Amerikan Yahudi Komitesi (American Jewish Committee-AJC), yüzüncü kuruluş kutlamaları için Berlindeki görkemli Adlon Otelini seçti. 18. yüzyılda Nazi gücünün sembolü olan ve Berlinin birleşmesi ile tekrar açılan Brandenburg Kapısına çok yakın olan bu oteli seçme sebebini organizatörler "ironik" olarak tanımlıyor. Doğu ve Batı Almanyayı ayıran görünmez çizgiye yürüme mesafesinde bulunan otel tüm bu sembolik özellikleri nedeni ile seçildi. AJC Başkanı David Harris bu şekilde "değişimin ve gelişimin olasılığını" vurgulayan bir mesaj yollamak istediklerini ve bu seçim ile başarılı olduklarını açıklıyor. Yarım yüzyıl önce Alman-Yahudi ilişkilerinin bu şekilde gelişeceğinin tahmin edilemeyeceği gibi bir elli yıl sonrada aynı şekilde imkansız görülen ilişkileri düzeleceğini söyleyen Harris, AJCnin 150. yıl kutlamalarını beklide günümüzde imkansız gibi gözüken Tahranda, Şamda veya Pekinde olabileceğinin altını çiziyor.
Berline gelmeden önce Tel Avivde duraklayan delegasyon burada Devlet Başkanı Moşe Katsav ve Dışişleri Bakanı Tzipi Livni görüşme imkanı buldu. 100ün üzerinde üyesi ile daha sonra Berline uçan grup burada üç gün boyunca aralarında dışişleri Bakanı Frank Walter Steinmeier, da bulunduğu Alman politikacılar ile görüştü. Delegasyon ayrıca Berlinde açılan gri bloklardan oluşan Berlin Holokost anıtını da ziyaret ettiler. AJC üyeleri Mart ayı boyunca Almanya dışında "Diplomatik misyon" olarak tanımladıkları altı Avrupa ülkesine ve Tunus ve Fasa ziyarette bulundular.
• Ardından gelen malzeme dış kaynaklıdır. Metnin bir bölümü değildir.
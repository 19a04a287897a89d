//! Mapping of transport failures onto inference errors

use colloquy_core::{Error as CoreError, InferenceErrorKind};
use std::time::Duration;
use tracing::warn;

/// Failures raised by an [`HttpClient`](crate::http::HttpClient)
///
/// Adapters never let these escape; they convert them with
/// [`HttpError::into_inference`].
#[derive(Debug, thiserror::Error)]
pub enum HttpError {
    /// The request could not be sent or the body could not be read
    #[error("transport error: {0}")]
    Transport(#[from] reqwest::Error),

    /// The server answered with a non-success status
    #[error("HTTP {status}: {body}")]
    Status {
        /// HTTP status code
        status: u16,
        /// Parsed `Retry-After` header, if any
        retry_after: Option<Duration>,
        /// Response body text
        body: String,
    },

    /// The response body was not valid JSON
    #[error("invalid response body: {0}")]
    Decode(#[from] serde_json::Error),

    /// The connection broke while reading a streamed body
    #[error("stream interrupted: {0}")]
    Io(#[from] std::io::Error),
}

impl HttpError {
    /// The inference subcode this failure maps to
    pub fn kind(&self) -> InferenceErrorKind {
        match self {
            HttpError::Transport(err) if err.is_timeout() => InferenceErrorKind::Timeout,
            HttpError::Transport(err) if err.is_decode() => InferenceErrorKind::MalformedResponse,
            HttpError::Transport(_) | HttpError::Io(_) => InferenceErrorKind::Network,
            HttpError::Status { status, .. } => status_kind(*status),
            HttpError::Decode(_) => InferenceErrorKind::MalformedResponse,
        }
    }

    /// Convert into the core inference failure for `provider`
    pub fn into_inference(self, provider: &str) -> CoreError {
        let kind = self.kind();
        let retry_after = match &self {
            HttpError::Status { retry_after, .. } => *retry_after,
            _ => None,
        };
        warn!(provider, %kind, error = %self, "Provider call failed");

        CoreError::Inference {
            provider: provider.to_string(),
            kind,
            message: self.to_string(),
            retry_after,
            source: Some(Box::new(self)),
        }
    }
}

/// Classify an HTTP status code
pub fn status_kind(status: u16) -> InferenceErrorKind {
    match status {
        401 | 403 => InferenceErrorKind::Authentication,
        429 => InferenceErrorKind::RateLimited,
        408 | 504 => InferenceErrorKind::Timeout,
        400..=499 => InferenceErrorKind::Rejected,
        _ => InferenceErrorKind::Provider,
    }
}

/// Parse a `Retry-After` header given in seconds
pub fn parse_retry_after(value: &str) -> Option<Duration> {
    value.trim().parse::<u64>().ok().map(Duration::from_secs)
}

/// Inference failure for a call that outlived its deadline
pub fn timeout_error(provider: &str, after: Duration) -> CoreError {
    warn!(provider, timeout_ms = after.as_millis() as u64, "Provider call timed out");
    CoreError::inference(
        provider,
        InferenceErrorKind::Timeout,
        format!("no response within {}ms", after.as_millis()),
    )
}

/// Inference failure for a provider payload that could not be understood
pub fn malformed_response(provider: &str, message: impl Into<String>) -> CoreError {
    CoreError::inference(provider, InferenceErrorKind::MalformedResponse, message)
}

/// Inference failure for an error object reported inside a provider payload
pub fn provider_reported(provider: &str, message: impl Into<String>) -> CoreError {
    CoreError::inference(provider, InferenceErrorKind::Provider, message)
}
Brandeis Üniversitesi profesörü ve Amerikan Yahudi Tarihi uzmanı Jonathan Sarnaya göre AJC en iyi tanınan olmasa da en çok saygı duyulan Yahudi organizasyonu. Diğer organizasyonlar kadar göz önünde olmamasına karşın onlar gibi İsrailin çıkarlarını ve tüm dünyadaki Yahudileri korumayı amaçlıyor. AJC kendisine lobi denmesine karşı çıkmakta ve kendisini "Yahudiler için devlet dairesi" olarak tanımlıyor. "Amerikan Yahudiliği: Bir Tarih" kitabının yazarı Sarna, AJCnin çok detaylı araştırmalardan sonra birini Anti-semit olarak suçladığını söylüyor.
AJC 1906 yılında varlıklı Alman Yahudiler tarafından New Yorkta kuruldu. İlk yıllarında Siyonist olmayan kurum, diğer kurulan benzerleri gibi Roosevelt başkanlığındaki Beyaz Saray politikalarını ilk yıllarında ve II. Dünya Savaşı sırasında etkileyemedi. AJCnin 1948 yılında İsrail Devletinin kurulması ile başlayan destekleri Altı Gün Savaşları ile kuvvetlendi. Fakat komitenin tarihinde bulunan Siyonist olmama ve Holokost sırasında yeterli başarıyı sağlayamama AJCnin daha sonraki başarılarını gölgeledi. Haris bu durumun 2006ya göre değil günün şartlarında değerlendirilmesi gerektiğinin önemini vurguluyor.
1990 yılında AJCnin başına geçen Harris, kurumun kurtarıcısı olarak görülüyor. 16 yıllık başkanlığı süresince, 40 bin olan üye sayısını dörde katladı ve böylece organizasyonun mali problemleri aşıldı. Günümüzde AJCnin 40 milyon Dolar bütçesi, ABD dışında 18 Yahudi organizasyon ile ortak ve aralarında Brüksel, Cenevre, Berlinin de bulunduğu 8 uluslar arası ofisi var. Harris temaslarda bulunmak için altı haftada bir Avrupayı ziyaret ediyor. Üyeleri yüksek gelir grubuna ait avukat ve benzeri meslek gruplarından olan AJCnin üyelik ücretleri diğer Yahudi organizasyonlara göre çok daha yüksek. Harris bu durumu hedef kitlelerini bu şekilde belirlediklerini söyleyerek açıklıyor.
Tolerans ve insan haklarına önem veren kurum en son Tarihçi Deborah Lipstadt'in Holokost inkarcısı David Irvinge karşı yürüttüğü 6 yıllık mücadelesine destek verdi. Polonya hükümeti ile beraber Belzecte holokost anıtı inşa ettiler.